Who Regulates Forex Brokers?
Since Forex brokers work throughout the world in numerous different countries and cities, no single agency regulates all Forex brokers. Instead, brokers are regulated through the local brokerage regulation agency in their respective home countries. Hence, U.S. Forex brokers are regulated by the Securities Exchange Commission (SEC), the Federal Reserve System, the Federal Deposit Insurance Corporation, or the Office of the Comptroller of that currency.
Forex brokers located in Japan are regulated through the Financial Services Agency, while Forex brokers in Iraq are regulated by the Iraq Securities Commission.
What Rules Cover Forex Traders?
Trading on foreign exchanges is very different than trading on the NYSE or the Nasdaq. The rules for Forex trading are made by the National Futures Association. The majority of trades involve the major currencies: The American, Australian, and Canadian dollars; The Euro, British Pound, the Japanese Yen, and so on.
National Futures Association
Regulations such as these are set forth in the National Futures Association Retail Off Exchange Foreign Currency Rules. Included in these rules is information about assessments as well as dues, requirements for managing a Forex account, obligations of assignees, and an assortment of additional situations that arise throughout the course of trading.
The online website of the National Futures Association carries a wealth of information for the starting Forex broker as well as Forex Investor. There you will learn rules that govern Forex traders; Forex investor alerts; Forex requirements for reporting, notices to Forex members, notice of judgments interpreting the rules, as well as other resources for individuals who wish to learn more about Forex.
The website also furnishes links to resources for electronic filings needed to establish and maintain a Forex brokerage: promotional materials, exemptions, Forex reporting, complaints, and the annual questionnaire.

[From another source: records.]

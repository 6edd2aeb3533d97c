pub mod builder;
pub mod defaults;
pub mod duration;
pub mod merge;
pub mod types;


pub use builder::ConfigBuilder;
pub use duration::parse_duration;
pub use types::*;

use anyhow::{Context, Result};
use std::path::Path;

/// Main configuration loading function
pub fn load_config(config_file: &str) -> Result<(ConfigInput, std::path::PathBuf)> {
    let config_dir = Path::new(config_file)
        .parent()
        .unwrap_or_else(|| Path::new("."))
        .to_path_buf();

    let config_input = if Path::new(config_file).exists() {
        let contents = std::fs::read_to_string(config_file)
            .with_context(|| format!("Failed to read config file {}", config_file))?;
        serde_yaml::from_str(&contents)
            .with_context(|| format!("Failed to parse config file {}", config_file))?
    } else {
        ConfigInput::default()
    };

    Ok((config_input, config_dir))
}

Be Wary of Unregulated Brokers
An increasingly pervasive problem that investors need to aware of is Forex fraud. The Commodity Futures Trading Commission approximates that customers have lost over $395 million dollars in fraudulent Forex schemes.
For Additional Information
If you are looking to learn more about Forex that can be found on the National Futures Association website, you can find out more Forex trading information by a self study program or by taking a course.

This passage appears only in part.